Required work - Print the first line of the records below and every line after it, up to and including the line with "use super::mask_email;". Print nothing else.

Data extracts -
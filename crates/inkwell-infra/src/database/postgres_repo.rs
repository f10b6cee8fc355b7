//! PostgreSQL repository implementations.

use async_trait::async_trait;
use chrono::{DateTime, Utc};
use sea_orm::sea_query::{Expr, Func, LikeExpr, OnConflict};
use sea_orm::{
    ColumnTrait, Condition, DbConn, EntityTrait, PaginatorTrait, QueryFilter, QueryOrder,
    QuerySelect, Set,
};
use uuid::Uuid;

use inkwell_core::domain::{Comment, Page, PageRequest, Post, PostFilter, User};
use inkwell_core::error::RepoError;
use inkwell_core::ports::{
    AuthError, CommentRepository, PostRepository, RevocationStore, UserRepository,
};

use super::entity::comment::{self, Entity as CommentEntity};
use super::entity::post::{self, Entity as PostEntity};
use super::entity::revoked_token::{self, Entity as RevokedTokenEntity};
use super::entity::user::{self, Entity as UserEntity};
use super::mask_email;
use super::postgres_base::{PostgresBaseRepository, map_db_err};

/// PostgreSQL user repository.
pub type PostgresUserRepository = PostgresBaseRepository<UserEntity>;

/// PostgreSQL post repository.
pub type PostgresPostRepository = PostgresBaseRepository<PostEntity>;

/// PostgreSQL comment repository.
pub type PostgresCommentRepository = PostgresBaseRepository<CommentEntity>;

#[async_trait]
impl UserRepository for PostgresUserRepository {
    async fn find_by_email(&self, email: &str) -> Result<Option<User>, RepoError> {
        tracing::debug!(user_email = %mask_email(email), "Finding user by email");

        let result = UserEntity::find()
            .filter(user::Column::Email.eq(email))
            .one(&self.db)
            .await
            .map_err(map_db_err)?;

        Ok(result.map(Into::into))
    }

    async fn find_by_ids(&self, ids: &[Uuid]) -> Result<Vec<User>, RepoError> {
        if ids.is_empty() {
            return Ok(Vec::new());
        }

        let result = UserEntity::find()
            .filter(user::Column::Id.is_in(ids.iter().copied()))
            .all(&self.db)
            .await
            .map_err(map_db_err)?;

        Ok(result.into_iter().map(Into::into).collect())
    }
}

/// Escape LIKE wildcards so user input only ever matches literally.
fn like_pattern(search: &str) -> LikeExpr {
    let mut escaped = String::with_capacity(search.len() + 2);
    escaped.push('%');
    for c in search.to_lowercase().chars() {
        if matches!(c, '%' | '_' | '\\') {
            escaped.push('\\');
        }
        escaped.push(c);
    }
    escaped.push('%');
    LikeExpr::new(escaped).escape('\\')
}

#[async_trait]
impl PostRepository for PostgresPostRepository {
    async fn find_page(
        &self,
        filter: &PostFilter,
        page: PageRequest,
    ) -> Result<Page<Post>, RepoError> {
        let condition = Condition::all()
            .add_option(filter.search.as_deref().map(|search| {
                Expr::expr(Func::lower(Expr::col(post::Column::Title))).like(like_pattern(search))
            }))
            .add_option(
                filter
                    .is_published
                    .map(|is_published| post::Column::IsPublished.eq(is_published)),
            )
            .add_option(
                filter
                    .author_id
                    .map(|author_id| post::Column::AuthorId.eq(author_id)),
            );

        let query = PostEntity::find().filter(condition);

        let total = query.clone().count(&self.db).await.map_err(map_db_err)?;
        let models = query
            .order_by_desc(post::Column::CreatedAt)
            .order_by_desc(post::Column::Id)
            .limit(page.size())
            .offset(page.offset())
            .all(&self.db)
            .await
            .map_err(map_db_err)?;

        Ok(Page::new(
            models.into_iter().map(Into::into).collect(),
            total,
            page,
        ))
    }
}

#[async_trait]
impl CommentRepository for PostgresCommentRepository {
    async fn find_by_post_ids(&self, post_ids: &[Uuid]) -> Result<Vec<Comment>, RepoError> {
        if post_ids.is_empty() {
            return Ok(Vec::new());
        }

        let result = CommentEntity::find()
            .filter(comment::Column::PostId.is_in(post_ids.iter().copied()))
            .order_by_asc(comment::Column::CreatedAt)
            .order_by_asc(comment::Column::Id)
            .all(&self.db)
            .await
            .map_err(map_db_err)?;

        Ok(result.into_iter().map(Into::into).collect())
    }
}

/// Revocation list in the `revoked_tokens` table, shared by all instances.
pub struct PostgresRevocationStore {
    db: DbConn,
}

impl PostgresRevocationStore {
    pub fn new(db: DbConn) -> Self {
        Self { db }
    }
}

#[async_trait]
impl RevocationStore for PostgresRevocationStore {
    async fn revoke(&self, token_id: Uuid, expires_at: DateTime<Utc>) -> Result<(), AuthError> {
        let now = Utc::now();

        let purged = RevokedTokenEntity::delete_many()
            .filter(revoked_token::Column::ExpiresAt.lte(now))
            .exec(&self.db)
            .await
            .map_err(|e| AuthError::Store(e.to_string()))?;
        if purged.rows_affected > 0 {
            tracing::debug!(purged = purged.rows_affected, "Purged expired token revocations");
        }

        let entry = revoked_token::ActiveModel {
            token_id: Set(token_id),
            expires_at: Set(expires_at.into()),
        };

        RevokedTokenEntity::insert(entry)
            .on_conflict(
                OnConflict::column(revoked_token::Column::TokenId)
                    .do_nothing()
                    .to_owned(),
            )
            .exec_without_returning(&self.db)
            .await
            .map_err(|e| AuthError::Store(e.to_string()))?;

        Ok(())
    }

    async fn is_revoked(&self, token_id: Uuid) -> Result<bool, AuthError> {
        let entry = RevokedTokenEntity::find_by_id(token_id)
            .filter(revoked_token::Column::ExpiresAt.gt(Utc::now()))
            .one(&self.db)
            .await
            .map_err(|e| AuthError::Store(e.to_string()))?;

        Ok(entry.is_some())
    }
}

#[cfg(test)]
mod tests {
    use super::*;
    use inkwell_core::domain::PublishState;
    use inkwell_core::ports::BaseRepository;
    use sea_orm::{DatabaseBackend, MockDatabase, MockExecResult, Value};
    use std::collections::BTreeMap;

    fn post_model(id: Uuid, author_id: Uuid, is_published: bool) -> post::Model {
        let now = Utc::now();
        post::Model {
            id,
            author_id,
            title: "Test Post".to_owned(),
            content: "Content".to_owned(),
            image_url: None,
            is_published,
            created_at: now.into(),
            updated_at: now.into(),
        }
    }

    #[tokio::test]
    async fn test_find_post_by_id_maps_publish_state() {
        let post_id = Uuid::new_v4();
        let author_id = Uuid::new_v4();

        let db = MockDatabase::new(DatabaseBackend::Postgres)
            .append_query_results(vec![vec![post_model(post_id, author_id, true)]])
            .into_connection();

        let repo = PostgresPostRepository::new(db);

        let post: Post = repo.find_by_id(post_id).await.unwrap().unwrap();

        assert_eq!(post.id, post_id);
        assert_eq!(post.author_id, author_id);
        assert_eq!(post.state, PublishState::Published);
    }

    #[tokio::test]
    async fn test_delete_missing_post_is_not_found() {
        let db = MockDatabase::new(DatabaseBackend::Postgres)
            .append_exec_results(vec![MockExecResult {
                last_insert_id: 0,
                rows_affected: 0,
            }])
            .into_connection();

        let repo = PostgresPostRepository::new(db);

        let result = BaseRepository::<Post, Uuid>::delete(&repo, Uuid::new_v4()).await;

        assert!(matches!(result, Err(RepoError::NotFound)));
    }

    #[tokio::test]
    async fn test_find_page_far_past_the_end_is_empty() {
        let author_id = Uuid::new_v4();
        let db = MockDatabase::new(DatabaseBackend::Postgres)
            .append_query_results([[BTreeMap::from([("num_items", Value::BigInt(Some(3)))])]])
            .append_query_results([Vec::<post::Model>::new()])
            .into_connection();

        let repo = PostgresPostRepository::new(db);
        let filter = PostFilter {
            author_id: Some(author_id),
            ..Default::default()
        };
        let request = PageRequest::new(1 + i64::MAX as u64 / 50, 50).unwrap();

        let page = repo.find_page(&filter, request).await.unwrap();

        assert!(page.items.is_empty());
        assert_eq!(page.total, 3);
        assert_eq!(page.page, request.page());
    }

    #[tokio::test]
    async fn test_find_page_returns_rows_and_total() {
        let author_id = Uuid::new_v4();
        let db = MockDatabase::new(DatabaseBackend::Postgres)
            .append_query_results([[BTreeMap::from([("num_items", Value::BigInt(Some(5)))])]])
            .append_query_results([vec![
                post_model(Uuid::new_v4(), author_id, true),
                post_model(Uuid::new_v4(), author_id, false),
            ]])
            .into_connection();

        let repo = PostgresPostRepository::new(db);

        let page = repo
            .find_page(&PostFilter::default(), PageRequest::new(2, 2).unwrap())
            .await
            .unwrap();

        assert_eq!(page.items.len(), 2);
        assert_eq!(page.total, 5);
        assert_eq!(page.total_pages(), 3);
    }

    #[tokio::test]
    async fn test_find_by_ids_with_no_ids_skips_query() {
        let db = MockDatabase::new(DatabaseBackend::Postgres).into_connection();
        let repo = PostgresUserRepository::new(db);

        assert!(repo.find_by_ids(&[]).await.unwrap().is_empty());
    }

    #[test]
    fn test_like_pattern_escapes_wildcards() {
        let pattern = like_pattern("50%_Off");
        let expected = LikeExpr::new("%50\\%\\_off%").escape('\\');
        assert_eq!(format!("{pattern:?}"), format!("{expected:?}"));
    }
}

Solution for this exercise -
filename crates/inkwell-infra/src/database/postgres_repo.rs
repository f10b6cee8fc355b7
//! PostgreSQL repository implementations.

use async_trait::async_trait;
use chrono::{DateTime, Utc};
use sea_orm::sea_query::{Expr, Func, LikeExpr, OnConflict};
use sea_orm::{
    ColumnTrait, Condition, DbConn, EntityTrait, PaginatorTrait, QueryFilter, QueryOrder,
    QuerySelect, Set,
};
use uuid::Uuid;

use inkwell_core::domain::{Comment, Page, PageRequest, Post, PostFilter, User};
use inkwell_core::error::RepoError;
use inkwell_core::ports::{
    AuthError, CommentRepository, PostRepository, RevocationStore, UserRepository,
};

use super::entity::comment::{self, Entity as CommentEntity};
use super::entity::post::{self, Entity as PostEntity};
use super::entity::revoked_token::{self, Entity as RevokedTokenEntity};
use super::entity::user::{self, Entity as UserEntity};
use super::mask_email;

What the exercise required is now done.